Though opening the economy is Texas’ “moral duty,” allowing businesses to reopen will most likely result in an increased number of coronavirus cases, according to one of the mathematicians behind San Antonio’s predictive models for the local coronavirus outbreak.
That’s the scenario that Juan Gutiérrez, chair of UTSA’s mathematics department, presented when he joined Rivard Report Senior Reporter Brendan Gibbons for a virtual question-and-answer session Wednesday. Gutiérrez led the development of one model that the City of San Antonio publishes on its COVID-19 webpage.
Under current stay-at-home orders that closed schools, restaurants, movie theaters, and malls, San Antonio would not see more than 2,000 cases, Gutiérrez said. But on Friday, businesses will be able to open at 25 percent of their capacities under Gov. Greg Abbott’s recent executive order. Even that slow reopening will likely increase the number of coronavirus cases in Bexar County, Gutiérrez said.
That increase could be small, or it could be as much as 10 times the cases Bexar County has today, he said. Mathematicians will not know how large of a spike to expect after Friday until there are at least two more “generations” of the virus, Gutiérrez explained, meaning one person infects another and then that infected individual goes on to pass coronavirus to yet another person. That should only take about two weeks, he estimated.
“At that point, we will have enough information to see what [direction] the trajectory is going in,” he said.
Gutiérrez said models projecting future case numbers of coronavirus will not be precise. Like hurricane “spaghetti models” predicting where a hurricane will hit, researchers continuously input more data to provide more updated projections of COVID-19 cases.
“None of the models is exactly right,” he said. “But the consensus of multiple approaches normally gets it right, although we might have surprises. Sometimes with hurricanes, normally we get it right, and the closer it gets to shore, the more certainty we have about the projections that are being made.”
Gutiérrez updates his local models daily. Under current stay-at-home restrictions, Gutiérrez said it appears San Antonio has passed its “peak” of active coronavirus cases. According to the San Antonio Metropolitan Health District, there were 689 active cases as of Tuesday. But the “mid-point” risk – meaning the risk of transmitting coronavirus is somewhere between opening up activities indiscriminately and following current guidelines in San Antonio – puts San Antonio’s peak in early June.
Having no social distancing or public health guidelines would push San Antonio’s case numbers into the hundreds of thousands, according to Gutiérrez’s model.
The wide disparity of projections between opening up businesses more and continuing to follow current guidelines is due to how contagious coronavirus is, Gutiérrez said.
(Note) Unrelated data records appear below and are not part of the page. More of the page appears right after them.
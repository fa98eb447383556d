//! gcPanel: Highland Tower construction dashboard
//!
//! Record store for construction contract administration - contracts, change
//! orders, subcontracts, and invoices as plain JSON files - plus
//! session-scoped application settings.

pub mod cli;
pub mod core;
pub mod entities;
pub mod store;
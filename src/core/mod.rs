//! Core module - fundamental types and utilities

pub mod config;
pub mod entity;
pub mod identity;
pub mod metrics;
pub mod project;
pub mod settings;

pub use config::Config;
pub use entity::Record;
pub use identity::{next_id, IdParseError, RecordId, RecordKind};
pub use metrics::{
    change_order_metrics, contract_metrics, invoice_metrics, settings_metrics,
    subcontract_metrics, ChangeOrderMetrics, ContractMetrics, InvoiceMetrics, SettingsMetrics,
    SubcontractMetrics,
};
pub use project::{Project, ProjectError};
pub use settings::SettingsManager;
//! `gcpanel co` command - Change order management

use clap::{Subcommand, ValueEnum};
use console::style;
use miette::{IntoDiagnostic, Result};

use crate::cli::commands::contract::parse_date;
use crate::cli::helpers::{escape_csv, format_money, resolve_project, truncate_str};
use crate::cli::{GlobalOpts, OutputFormat};
use crate::entities::change_order::{ChangeOrder, ChangeOrderStatus};
use crate::store::FileStore;

#[derive(Subcommand, Debug)]
pub enum CoCommands {
    /// List change orders with filtering
    List(ListArgs),

    /// Create a new change order
    New(NewArgs),

    /// Show a change order's details
    Show(ShowArgs),

    /// Update fields on a change order
    Update(UpdateArgs),

    /// Delete a change order
    Delete(DeleteArgs),
}

/// Change order status filter
#[derive(Debug, Clone, Copy, ValueEnum)]
pub enum StatusFilter {
    Draft,
    Submitted,
    Pending,
    Approved,
    Rejected,
    All,
}

#[derive(Debug, Clone, Copy, ValueEnum)]
pub enum SortField {
    Description,
    Amount,
    Status,
    Date,
    Created,
}

#[derive(clap::Args, Debug)]
pub struct ListArgs {
    /// Filter by change order status
    #[arg(long, short = 's', default_value = "all")]
    pub status: StatusFilter,

    /// Search in description and reason
    #[arg(long)]
    pub search: Option<String>,

    /// Sort by field
    #[arg(long, default_value = "created")]
    pub sort: SortField,

    /// Reverse sort order
    #[arg(long, short = 'r')]
    pub reverse: bool,

    /// Limit number of results
    #[arg(long, short = 'n')]
    pub limit: Option<usize>,

    /// Show only count
    #[arg(long)]
    pub count: bool,
}

#[derive(clap::Args, Debug)]
pub struct NewArgs {
    /// What changed (required unless interactive)
    #[arg(long, short = 'd')]
    pub description: Option<String>,

    /// Justification for the change
    #[arg(long, default_value = "")]
    pub reason: String,

    /// Amount of this change
    #[arg(long, default_value_t = 0.0)]
    pub amount: f64,

    /// Schedule days added
    #[arg(long, default_value_t = 0)]
    pub days: i32,

    /// Id of the contract this change order amends
    #[arg(long)]
    pub contract: Option<String>,

    /// Interactive mode (prompt for fields)
    #[arg(long, short = 'i')]
    pub interactive: bool,
}

#[derive(clap::Args, Debug)]
pub struct ShowArgs {
    /// Change order ID (CO-YYYY-NNN)
    pub id: String,
}

#[derive(clap::Args, Debug)]
pub struct UpdateArgs {
    /// Change order ID (CO-YYYY-NNN)
    pub id: String,

    /// New description
    #[arg(long)]
    pub description: Option<String>,

    /// New reason
    #[arg(long)]
    pub reason: Option<String>,

    /// New amount for this change
    #[arg(long)]
    pub amount: Option<f64>,

    /// New schedule days added
    #[arg(long)]
    pub days: Option<i32>,

    /// New status (any status may be set; no transition rules apply)
    #[arg(long, short = 's')]
    pub status: Option<String>,

    /// New effective date (YYYY-MM-DD)
    #[arg(long)]
    pub date: Option<String>,

    /// Append a signature, e.g. "Contractor: John Doe"
    #[arg(long)]
    pub sign: Option<String>,
}

#[derive(clap::Args, Debug)]
pub struct DeleteArgs {
    /// Change order ID (CO-YYYY-NNN)
    pub id: String,

    /// Skip the confirmation prompt
    #[arg(long, short = 'y')]
    pub yes: bool,
}

/// Run a change order subcommand
pub fn run(cmd: CoCommands, global: &GlobalOpts) -> Result<()> {
    match cmd {
        CoCommands::List(args) => run_list(args, global),
        CoCommands::New(args) => run_new(args, global),
        CoCommands::Show(args) => run_show(args, global),
        CoCommands::Update(args) => run_update(args, global),
        CoCommands::Delete(args) => run_delete(args, global),
    }
}

fn run_list(args: ListArgs, global: &GlobalOpts) -> Result<()> {
    let project = resolve_project(global)?;
    let store: FileStore<ChangeOrder> = FileStore::for_project(&project);

    let mut change_orders: Vec<ChangeOrder> = store
        .load()
        .into_iter()
        .filter(|co| match args.status {
            StatusFilter::Draft => co.status == ChangeOrderStatus::Draft,
            StatusFilter::Submitted => co.status == ChangeOrderStatus::Submitted,
            StatusFilter::Pending => co.status == ChangeOrderStatus::PendingApproval,
            StatusFilter::Approved => co.status == ChangeOrderStatus::Approved,
            StatusFilter::Rejected => co.status == ChangeOrderStatus::Rejected,
            StatusFilter::All => true,
        })
        .filter(|co| {
            if let Some(ref search) = args.search {
                let needle = search.to_lowercase();
                co.description.to_lowercase().contains(&needle)
                    || co.reason.to_lowercase().contains(&needle)
            } else {
                true
            }
        })
        .collect();

    match args.sort {
        SortField::Description => {
            change_orders.sort_by(|a, b| a.description.cmp(&b.description))
        }
        SortField::Amount => change_orders.sort_by(|a, b| {
            a.this_change
                .partial_cmp(&b.this_change)
                .unwrap_or(std::cmp::Ordering::Equal)
        }),
        SortField::Status => {
            change_orders.sort_by(|a, b| a.status.to_string().cmp(&b.status.to_string()))
        }
        SortField::Date => change_orders.sort_by(|a, b| a.date.cmp(&b.date)),
        SortField::Created => change_orders.sort_by(|a, b| a.created_at.cmp(&b.created_at)),
    }

    if args.reverse {
        change_orders.reverse();
    }

    if let Some(limit) = args.limit {
        change_orders.truncate(limit);
    }

    if args.count {
        println!("{}", change_orders.len());
        return Ok(());
    }

    if change_orders.is_empty() {
        println!("No change orders found.");
        return Ok(());
    }

    let format = if global.format == OutputFormat::Auto {
        OutputFormat::Tsv
    } else {
        global.format
    };

    match format {
        OutputFormat::Json => {
            let json = serde_json::to_string_pretty(&change_orders).into_diagnostic()?;
            println!("{}", json);
        }
        OutputFormat::Csv => {
            println!("id,description,reason,status,this_change,days_added,revised_amount");
            for co in &change_orders {
                println!(
                    "{},{},{},{},{:.2},{},{:.2}",
                    display_id(co),
                    escape_csv(&co.description),
                    escape_csv(&co.reason),
                    co.status,
                    co.this_change,
                    co.days_added,
                    co.revised_amount()
                );
            }
        }
        OutputFormat::Tsv => {
            println!(
                "{:<13} {:<30} {:<18} {:<18} {:>14} {:>6}",
                style("ID").bold(),
                style("DESCRIPTION").bold(),
                style("REASON").bold(),
                style("STATUS").bold(),
                style("AMOUNT").bold(),
                style("DAYS").bold()
            );
            println!("{}", "-".repeat(104));

            for co in &change_orders {
                let status_styled = match co.status {
                    ChangeOrderStatus::Approved => style(co.status.to_string()).green(),
                    ChangeOrderStatus::Rejected => style(co.status.to_string()).red(),
                    ChangeOrderStatus::PendingApproval | ChangeOrderStatus::Submitted => {
                        style(co.status.to_string()).yellow()
                    }
                    _ => style(co.status.to_string()).white(),
                };

                println!(
                    "{:<13} {:<30} {:<18} {:<18} {:>14} {:>6}",
                    style(display_id(co)).cyan(),
                    truncate_str(&co.description, 28),
                    truncate_str(&co.reason, 16),
                    status_styled,
                    format_money(co.this_change),
                    co.days_added
                );
            }

            println!();
            println!(
                "{} change order(s) found.",
                style(change_orders.len()).cyan()
            );
        }
        OutputFormat::Id => {
            for co in &change_orders {
                println!("{}", display_id(co));
            }
        }
        OutputFormat::Md => {
            println!("| ID | Description | Reason | Status | Amount | Days |");
            println!("|---|---|---|---|---|---|");
            for co in &change_orders {
                println!(
                    "| {} | {} | {} | {} | {} | {} |",
                    display_id(co),
                    co.description,
                    co.reason,
                    co.status,
                    format_money(co.this_change),
                    co.days_added
                );
            }
        }
        OutputFormat::Auto => unreachable!(),
    }

    Ok(())
}

fn run_new(args: NewArgs, global: &GlobalOpts) -> Result<()> {
    let project = resolve_project(global)?;
    let config = crate::core::Config::load();
    let store: FileStore<ChangeOrder> = FileStore::for_project(&project);

    let description: String;
    let reason: String;
    let amount: f64;

    if args.interactive || args.description.is_none() {
        use dialoguer::Input;

        description = Input::new()
            .with_prompt("Description")
            .interact_text()
            .into_diagnostic()?;

        reason = Input::new()
            .with_prompt("Reason")
            .allow_empty(true)
            .interact_text()
            .into_diagnostic()?;

        let amount_str: String = Input::new()
            .with_prompt("Amount of this change")
            .default("0".to_string())
            .interact_text()
            .into_diagnostic()?;
        amount = amount_str
            .parse::<f64>()
            .map_err(|_| miette::miette!("Invalid amount: {}", amount_str))?;
    } else {
        description = args
            .description
            .ok_or_else(|| miette::miette!("Description is required (use --description or -d)"))?;
        reason = args.reason;
        amount = args.amount;
    }

    let mut co = ChangeOrder::new(config.project_name(), description, reason, amount);
    co.days_added = args.days;
    co.contract_id = args.contract;

    let created = store.create(co);
    let id = display_id(&created);

    println!(
        "{} Created change order {}",
        style("✓").green(),
        style(&id).cyan()
    );
    println!(
        "   {} | {}",
        style(&created.description).white(),
        style(format_money(created.this_change)).white()
    );

    Ok(())
}

fn run_show(args: ShowArgs, global: &GlobalOpts) -> Result<()> {
    let project = resolve_project(global)?;
    let store: FileStore<ChangeOrder> = FileStore::for_project(&project);

    let co = store
        .get(&args.id)
        .ok_or_else(|| miette::miette!("No change order found matching '{}'", args.id))?;

    match global.format {
        OutputFormat::Json | OutputFormat::Auto => {
            let json = serde_json::to_string_pretty(&co).into_diagnostic()?;
            println!("{}", json);
        }
        _ => {
            println!("{}  {}", style(display_id(&co)).cyan(), co.description);
            println!("Reason:          {}", co.reason);
            println!("Status:          {}", co.status);
            println!("This change:     {}", format_money(co.this_change));
            println!("Days added:      {}", co.days_added);
            println!("Revised amount:  {}", format_money(co.revised_amount()));
            for signature in &co.signatures {
                println!("Signed:          {}", signature);
            }
        }
    }

    Ok(())
}

fn run_update(args: UpdateArgs, global: &GlobalOpts) -> Result<()> {
    let project = resolve_project(global)?;
    let store: FileStore<ChangeOrder> = FileStore::for_project(&project);

    let mut co = store
        .get(&args.id)
        .ok_or_else(|| miette::miette!("No change order found matching '{}'", args.id))?;

    if let Some(description) = args.description {
        co.description = description;
    }
    if let Some(reason) = args.reason {
        co.reason = reason;
    }
    if let Some(amount) = args.amount {
        co.this_change = amount;
    }
    if let Some(days) = args.days {
        co.days_added = days;
    }
    if let Some(status) = args.status {
        co.status = status.parse().map_err(|e| miette::miette!("{}", e))?;
    }
    if let Some(date) = args.date {
        co.date = Some(parse_date(&date)?);
    }
    if let Some(signature) = args.sign {
        co.signatures.push(signature);
    }

    let updated = store
        .update(&args.id, co)
        .ok_or_else(|| miette::miette!("No change order found matching '{}'", args.id))?;

    println!(
        "{} Updated change order {}",
        style("✓").green(),
        style(display_id(&updated)).cyan()
    );
    println!(
        "   {} | {}",
        style(&updated.description).white(),
        style(updated.status.to_string()).yellow()
    );

    Ok(())
}

fn run_delete(args: DeleteArgs, global: &GlobalOpts) -> Result<()> {
    let project = resolve_project(global)?;
    let store: FileStore<ChangeOrder> = FileStore::for_project(&project);

    if !args.yes {
        let confirmed = dialoguer::Confirm::new()
            .with_prompt(format!("Delete change order {}?", args.id))
            .default(false)
            .interact()
            .into_diagnostic()?;
        if !confirmed {
            println!("Aborted.");
            return Ok(());
        }
    }

    if store.delete(&args.id) {
        println!(
            "{} Deleted change order {}",
            style("✓").green(),
            style(&args.id).cyan()
        );
    } else {
        println!(
            "{} No change order found matching '{}'",
            style("!").yellow(),
            args.id
        );
    }

    Ok(())
}

fn display_id(co: &ChangeOrder) -> String {
    co.id
        .map(|id| id.to_string())
        .unwrap_or_else(|| "-".to_string())
}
In his report updated Tuesday, Gutiérrez estimated the R0 variable falls somewhere between 5.5 and 25.4. R0 – which is spelled with a capital R and the numeral zero, and pronounced “R naught” – shows the number of infections expected to come from individuals with coronavirus. That means each person who has coronavirus would infect somewhere between 5.5 to 25.4 other individuals.
“If [this number] is less than one, it means that the disease will just disappear,” Gutiérrez said.
For context, the extremely contagious disease measles has an R0 of between 15 and 18, Gutiérrez said; an R0 between 5 and 26 is not unheard of.
But no matter what, staying under indefinite lockdown is not the answer, Gutiérrez emphasized.
“I just want to be very clear about the need, the moral duty to restart the economy,” he said. “To give our most vulnerable populations the ability to earn an income and be able to pay bills and buy food and just exist, and hopefully more than just survive.”
To keep himself healthy, Gutiérrez said he washes his hands frequently and wears a face mask whenever he goes into public spaces like grocery stores. He’s not sure how much longer people will need to adhere to social distancing recommendations of staying 6 feet apart from others or keeping their faces covered around people not in their household.
“We have to look at the data and observe,” he said. “We hope that community transmission will decrease in a few weeks or months. In this moment, we expect it to grow, as we mentioned before. Summer might bring some relief. But it’s too early to determine that summer will be indeed a game changer for this disease.”
He also reminded listeners about the 1918 Spanish flu pandemic, where a resurgence of cases killed more individuals in the second “wave” of infections.
“It’s too early to predict whether this is going to happen with this pathogen, but it’s likely,” he said. “We cannot neglect the possibility and [let it] out of our radar.”